2. A Tournament Problem

Ten players participate in the first round of a tennis tournament: 2 females and 8 males. Five single matches are fixed at random by successively drawing, without replacement, the names of all 10 players from an urn: the player drawn first plays against the one whose name comes up second, the third against the fourth, etc. a. What is the probability that there will not be a single match involving two female players? Is this probability smaller, equal to, or larger than the corresponding probability with 20 females and 80 males? b. Try to answer the general case in which there are 2n players, of whom 2 ≤ k ≤ n are female. What is the probability p(k, n) that among the n matches there will not be a single one involving two female players

• For the chance that there will not be a single match involving two female players, we can calculate the total combinations of pairs (10c2), or 45, and the amount of pairs where there is a woman vs a woman (5, since the pair can be in any of the 5 games).
• Thus the chance is 40/45 or 8/9 for there to be no woman vs woman game.
• For the case with 20 females and 80 males, it drops to about 9%.

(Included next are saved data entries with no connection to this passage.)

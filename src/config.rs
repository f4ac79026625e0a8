/// Configuration for the query registry.
///
/// Defaults work out of the box; override fields with the builder methods or
/// from the environment.
use crate::error::{LiveError, LiveResult};
use crate::types::DEFAULT_KEY_FIELD;
use std::time::Duration;

/// Default debounce window between a qualifying change and a refresh.
pub const DEFAULT_DEBOUNCE: Duration = Duration::from_millis(200);

/// Environment variable overriding [`ObserverConfig::key_field`].
pub const ENV_KEY_FIELD: &str = "LIVE_DELTA_KEY_FIELD";
/// Environment variable overriding [`ObserverConfig::debounce`], in milliseconds.
pub const ENV_DEBOUNCE_MS: &str = "LIVE_DELTA_DEBOUNCE_MS";
/// Environment variable overriding [`ObserverConfig::initial_cached`].
pub const ENV_INITIAL_CACHED: &str = "LIVE_DELTA_INITIAL_CACHED";

/// Registry-wide settings.
#[derive(Debug, Clone, PartialEq, Eq)]
pub struct ObserverConfig {
    /// Column that uniquely identifies a row within a result set (default: `_id`).
    pub key_field: String,
    /// Debounce window handed to the change notifier (default: 200ms).
    pub debounce: Duration,
    /// Whether a subscriber joining a live query adopts the cached rows
    /// instead of forcing a fetch (default: true).
    pub initial_cached: bool,
}

impl Default for ObserverConfig {
    fn default() -> Self {
        Self {
            key_field: DEFAULT_KEY_FIELD.to_string(),
            debounce: DEFAULT_DEBOUNCE,
            initial_cached: true,
        }
    }
}

impl ObserverConfig {
    /// Create a config with default settings.
    pub fn new() -> Self {
        Self::default()
    }

    /// Set the key field.
    pub fn key_field(mut self, key_field: impl Into<String>) -> Self {
        self.key_field = key_field.into();
        self
    }

    /// Set the debounce window.
    pub fn debounce(mut self, debounce: Duration) -> Self {
        self.debounce = debounce;
        self
    }

    /// Set whether joining subscribers reuse cached rows.
    pub fn initial_cached(mut self, initial_cached: bool) -> Self {
        self.initial_cached = initial_cached;
        self
    }

    /// Defaults overridden by `LIVE_DELTA_*` environment variables.
    pub fn from_env() -> LiveResult<Self> {
        Self::from_lookup(|name| std::env::var(name).ok())
    }

    fn from_lookup(lookup: impl Fn(&str) -> Option<String>) -> LiveResult<Self> {
        let mut config = Self::default();

        if let Some(key_field) = lookup(ENV_KEY_FIELD) {
            if key_field.trim().is_empty() {
                return Err(LiveError::invalid(format!("{} is empty", ENV_KEY_FIELD)));
            }
            config.key_field = key_field.trim().to_string();
        }

        if let Some(ms) = lookup(ENV_DEBOUNCE_MS) {
            let ms: u64 = ms.trim().parse().map_err(|_| {
                LiveError::invalid(format!("{} must be an integer, got '{}'", ENV_DEBOUNCE_MS, ms))
            })?;
            config.debounce = Duration::from_millis(ms);
        }

        if let Some(flag) = lookup(ENV_INITIAL_CACHED) {
            config.initial_cached = match flag.trim().to_ascii_lowercase().as_str() {
                "1" | "true" | "yes" | "on" => true,
                "0" | "false" | "no" | "off" => false,
                _ => {
                    return Err(LiveError::invalid(format!(
                        "{} must be a boolean, got '{}'",
                        ENV_INITIAL_CACHED, flag
                    )));
                }
            };
        }

        Ok(config)
    }

    /// Validate the settings.
    pub fn validate(&self) -> LiveResult<()> {
        if self.key_field.is_empty() {
            return Err(LiveError::invalid("key field must not be empty"));
        }
        Ok(())
    }
}

/// Per-registration overrides.
#[derive(Debug, Clone, Default, PartialEq, Eq)]
pub struct RegisterOptions {
    /// Key field for this query; falls back to the registry's key field.
    pub key_field: Option<String>,
}

impl RegisterOptions {
    /// Create empty options.
    pub fn new() -> Self {
        Self::default()
    }

    /// Override the key field.
    pub fn key_field(mut self, key_field: impl Into<String>) -> Self {
        self.key_field = Some(key_field.into());
        self
    }
}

3. Mean Waiting Time for 1 − 1 vs. 1 − 2

Peter and Paula play a simple game of dice, as follows. Peter keeps throw- ing the (unbiased) die until he obtains the sequence 1 − 1 in two successive throws. For Paula, the rules are similar, but she throws the die until she obtains the sequence 1 − 2 in two successive throws. a. On average, will both have to throw the die the same number of times? If not, whose expected waiting time is shorter (no explicit calculations are required)? b. Derive the actual expected waiting times for Peter and Paula

a. The mean waiting time for Peter is longer than for Paula, because Peter has to roll 1-1, and if he rolls anything other than a 1 on a roll, he has to restart. For Paula, if she rolls anything other than a 1 into a 1, she can continue on that way.

We can model this using a game tree for Paul:

• With a probability p ($\frac{1}{6}$), Paul will roll a 1.
  • With a probability p ($\frac{1}{6}$) Paul will again roll a 1.
  • With a probability 1 - p ($\frac{1}{6}$), Paul won’t roll a 1 and restart.
• With a probability 1 - p, ($\frac{5}{6}$), Paul won’t roll a 1 and restart.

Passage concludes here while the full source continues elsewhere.